Taira spoke once again, and his voice was noticeably colder.
"What do you want, Fenris...?"
"I’ve been telling you, boy, but you aren’t listening!" Fenris roared. "I want you to stop wasting your time on this foolish crusade and focus on ascending! You waste your power and your talents on those who do not deserve it!"
In an instant, Yasuke was pointed at Fenris’ Adam’s apple, and the temperature in the room quickly began to drop.
"You have said your piece. Stop talking."
Fenris didn’t seem very threatened by Taira. Then again, he wasn’t really expecting him to be.
He had simply grown so annoyed that he didn’t know what to do with himself anymore.
"...Mark this, boy. Fighting the inevitable is a game for fools and madmen. Unburden yourself from this folly. Focus on what truly matters."
Fenris disappeared shortly afterward. And Taira, despite his annoyance, finally realized exactly why Fenris had come to see him.
Something in the upper realm was making the beast god panic.
-
Aveena found Taira sitting on the edge of their bed.
He had arrived silently, as always. But he had also returned without his usual playful, doting energy.
Taira must have sensed her staring at him, because he spoke without turning his head.
"Are we attempting to stop ants from crawling through the dirt...?"
Aveena sat up slowly, gently shifting Shakti’s weight onto the pillow so that she could keep sleeping.
"Honey, you know I’m bad with euphemisms..."

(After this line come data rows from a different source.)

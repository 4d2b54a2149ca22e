use super::Error;

/// Error when a fetchable has more selectables than declared column aliases.
///
/// Column aliases pair positionally with the selectables of a fetchable. The
/// pairing is only checked when the mapping is resolved against a result set,
/// so declaring too few aliases surfaces here rather than at declaration time.
#[derive(Debug)]
pub(super) struct ColumnIndexOutOfRange {
    index: usize,
    len: usize,
    fetchable: Box<str>,
}

impl std::error::Error for ColumnIndexOutOfRange {}

impl core::fmt::Display for ColumnIndexOutOfRange {
    fn fmt(&self, f: &mut core::fmt::Formatter) -> core::fmt::Result {
        write!(
            f,
            "column alias index {} out of range for `{}` ({} alias{} declared)",
            self.index,
            self.fetchable,
            self.len,
            if self.len == 1 { "" } else { "es" }
        )
    }
}

impl Error {
    /// Creates a column index out of range error.
    pub fn column_index_out_of_range(index: usize, len: usize, fetchable: impl Into<String>) -> Error {
        Error::from(super::ErrorKind::ColumnIndexOutOfRange(ColumnIndexOutOfRange {
            index,
            len,
            fetchable: fetchable.into().into(),
        }))
    }

    /// Returns `true` if this error is a column index out of range error.
    pub fn is_column_index_out_of_range(&self) -> bool {
        matches!(self.kind(), super::ErrorKind::ColumnIndexOutOfRange(_))
    }
}
use super::Type;
use crate::{Error, Result};

/// A single value read from, or assembled out of, a result-set row.
#[derive(Debug, Default, Clone, PartialEq)]
pub enum Value {
    /// Null value
    #[default]
    Null,

    /// Boolean value
    Bool(bool),

    /// Signed 16-bit integer
    I16(i16),

    /// Signed 32-bit integer
    I32(i32),

    /// Signed 64-bit integer
    I64(i64),

    /// 64-bit floating point
    F64(f64),

    /// String value
    String(String),

    /// Byte array
    Bytes(Vec<u8>),

    /// Ordered values, such as the arguments of a constructor projection
    Record(Vec<Value>),
}

impl Value {
    pub const fn null() -> Self {
        Self::Null
    }

    pub const fn is_null(&self) -> bool {
        matches!(self, Self::Null)
    }

    /// Name of the variant, used in error messages.
    pub fn kind_name(&self) -> &'static str {
        match self {
            Self::Null => "Null",
            Self::Bool(_) => "Bool",
            Self::I16(_) => "I16",
            Self::I32(_) => "I32",
            Self::I64(_) => "I64",
            Self::F64(_) => "F64",
            Self::String(_) => "String",
            Self::Bytes(_) => "Bytes",
            Self::Record(_) => "Record",
        }
    }

    /// Widens or reinterprets the value as `ty`. Nulls pass through
    /// unchanged.
    pub fn cast(self, ty: &Type) -> Result<Value> {
        Ok(match (self, ty) {
            (Value::Null, _) => Value::Null,
            (value, Type::Unknown | Type::Named(_) | Type::Model(_)) => value,
            (Value::Bool(v), Type::Bool) => Value::Bool(v),
            (Value::I16(v), Type::I16) => Value::I16(v),
            (Value::I16(v), Type::I32) => Value::I32(v.into()),
            (Value::I16(v), Type::I64) => Value::I64(v.into()),
            (Value::I32(v), Type::I32) => Value::I32(v),
            (Value::I32(v), Type::I64) => Value::I64(v.into()),
            (Value::I32(v), Type::I16) => Value::I16(
                i16::try_from(v).map_err(|_| Error::type_conversion(Value::I32(v), "i16"))?,
            ),
            (Value::I64(v), Type::I64) => Value::I64(v),
            (Value::I64(v), Type::I32) => Value::I32(
                i32::try_from(v).map_err(|_| Error::type_conversion(Value::I64(v), "i32"))?,
            ),
            (Value::I64(v), Type::Bool) => Value::Bool(v != 0),
            (Value::I32(v), Type::F64) => Value::F64(v.into()),
            (Value::I64(v), Type::F64) => Value::F64(v as f64),
            (Value::F64(v), Type::F64) => Value::F64(v),
            (Value::String(v), Type::String | Type::Decimal | Type::Timestamp) => {
                Value::String(v)
            }
            (Value::I64(v), Type::String) => Value::String(v.to_string()),
            (Value::Bytes(v), Type::Bytes) => Value::Bytes(v),
            (Value::Record(v), _) => Value::Record(v),
            (value, ty) => return Err(Error::type_conversion(value, type_name(ty))),
        })
    }
}

fn type_name(ty: &Type) -> &'static str {
    match ty {
        Type::Bool => "bool",
        Type::I16 => "i16",
        Type::I32 => "i32",
        Type::I64 => "i64",
        Type::F64 => "f64",
        Type::Decimal => "decimal",
        Type::String => "string",
        Type::Bytes => "bytes",
        Type::Timestamp => "timestamp",
        Type::Model(_) => "model",
        Type::Named(_) => "named",
        Type::Unknown => "unknown",
    }
}

impl From<bool> for Value {
    fn from(value: bool) -> Self {
        Self::Bool(value)
    }
}

impl From<i32> for Value {
    fn from(value: i32) -> Self {
        Self::I32(value)
    }
}

impl From<i64> for Value {
    fn from(value: i64) -> Self {
        Self::I64(value)
    }
}

impl From<f64> for Value {
    fn from(value: f64) -> Self {
        Self::F64(value)
    }
}

impl From<&str> for Value {
    fn from(value: &str) -> Self {
        Self::String(value.to_string())
    }
}

impl From<String> for Value {
    fn from(value: String) -> Self {
        Self::String(value)
    }
}

impl<T: Into<Value>> From<Option<T>> for Value {
    fn from(value: Option<T>) -> Self {
        value.map(Into::into).unwrap_or(Value::Null)
    }
}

Aveena shuffled across the bed, reaching behind her husband to undress him.
He confessed to her his conversation with Fenris as Aveena pulled away the layers of his clothing. He recounted every word shared with perfect clarity.
Taira even included his own suspicions about there being something amiss in the upper realm to make the beast god feel rushed.
In the end, Aveena held her husband from behind, her cheek resting against the nape of his neck.
"So our mission seems unobtainable to you now, does it?"
"...I will admit that it does not seem as plausible as it once did."
"You are looking at this as if it is a problem only you can solve. And thus, you see it as an issue that will surely arise again after you have turned your back."
Taira could be a slightly worrisome man. Any problem that he didn’t directly solve was liable to come back up again. Or at least, that was his belief.
"I think we’ve been away from home for too long." Aveena guessed. "You get a bit cynical when you haven’t seen Vermeil smile in a while."
If there were no truth to Aveena’s words, then Taira could have easily dismissed them. And yet, as he remembered Vermeil, he felt slightly unsettled.
His little human was like a dream. Soft as a cloud. As patient as an old sage.
She was a special existence. One who had stolen not only his heart, but Inadu’s as well. The one among them who should have hated humans the most.
But Taira was aware that he could not compel every individual into being Vermeil. Nor was it feasible for him to kill everyone who wasn’t.
So if the solution to his problem wasn’t feasible through murder, and it wasn’t realistic to do so with compulsion, then was there an answer to the world’s problems that he just wasn’t seeing...?
Or was it better to simply let mortality be mortality, and focus his attention on helping his people and his family ascend to the upper realm?